Segment Open
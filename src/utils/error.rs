use thiserror::Error;

#[derive(Error, Debug)]
pub enum AdapterError {
    #[error("Missing required option: {key}")]
    MissingOption { key: String },

    #[error("Invalid value for option '{key}': {value} ({reason})")]
    InvalidOption {
        key: String,
        value: String,
        reason: String,
    },

    #[error("Unknown wrapper class '{class}' (available: {available})")]
    UnknownAdapter { class: String, available: String },

    #[error("Source error: {message}")]
    Source { message: String },

    #[error("Source connection lost: {message}")]
    Disconnected { message: String },

    #[error("HTTP request failed: {0}")]
    Http(#[from] reqwest::Error),

    #[error("IO error: {0}")]
    Io(#[from] std::io::Error),

    #[error("Command '{command}' exited with {status}: {stderr}")]
    CommandFailed {
        command: String,
        status: String,
        stderr: String,
    },

    #[cfg(feature = "redis")]
    #[error("Redis error: {0}")]
    Redis(#[from] redis::RedisError),

    #[error("Parse error: {message}")]
    Parse { message: String },

    #[error("JSON parse error: {0}")]
    Json(#[from] serde_json::Error),

    #[error("Row has {actual} cells, expected {expected}")]
    ArityMismatch { expected: usize, actual: usize },
}

#[derive(Debug, Clone, Copy, PartialEq, Eq)]
pub enum ErrorCategory {
    Configuration,
    Source,
    Parse,
}

impl AdapterError {
    pub fn missing(key: &str) -> Self {
        AdapterError::MissingOption {
            key: key.to_string(),
        }
    }

    pub fn source(message: impl Into<String>) -> Self {
        AdapterError::Source {
            message: message.into(),
        }
    }

    pub fn parse(message: impl Into<String>) -> Self {
        AdapterError::Parse {
            message: message.into(),
        }
    }

    pub fn category(&self) -> ErrorCategory {
        match self {
            AdapterError::MissingOption { .. }
            | AdapterError::InvalidOption { .. }
            | AdapterError::UnknownAdapter { .. } => ErrorCategory::Configuration,
            AdapterError::Parse { .. }
            | AdapterError::Json(_)
            | AdapterError::ArityMismatch { .. } => ErrorCategory::Parse,
            _ => ErrorCategory::Source,
        }
    }

    pub fn is_config(&self) -> bool {
        self.category() == ErrorCategory::Configuration
    }

    /// Parse errors are reported as a kind of source error.
    pub fn is_source(&self) -> bool {
        !self.is_config()
    }

    /// The backend handle can no longer be trusted after this error.
    pub fn is_fatal(&self) -> bool {
        match self {
            AdapterError::Disconnected { .. } => true,
            #[cfg(feature = "redis")]
            AdapterError::Redis(e) => e.is_connection_dropped() || e.is_io_error(),
            _ => false,
        }
    }

    pub fn recovery_suggestion(&self) -> &'static str {
        match self.category() {
            ErrorCategory::Configuration => {
                "Check the foreign table OPTIONS against the adapter's required options"
            }
            ErrorCategory::Source => "Check that the backend is reachable and retry the scan",
            ErrorCategory::Parse => "Inspect the upstream payload; it does not match the declared shape",
        }
    }
}

pub type Result<T> = std::result::Result<T, AdapterError>;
Segment Closed
WHAT TO WORK ON - When the word "value" appears in a line of the data, that line is counted; report the number only.

WRITTEN SOLUTION - 2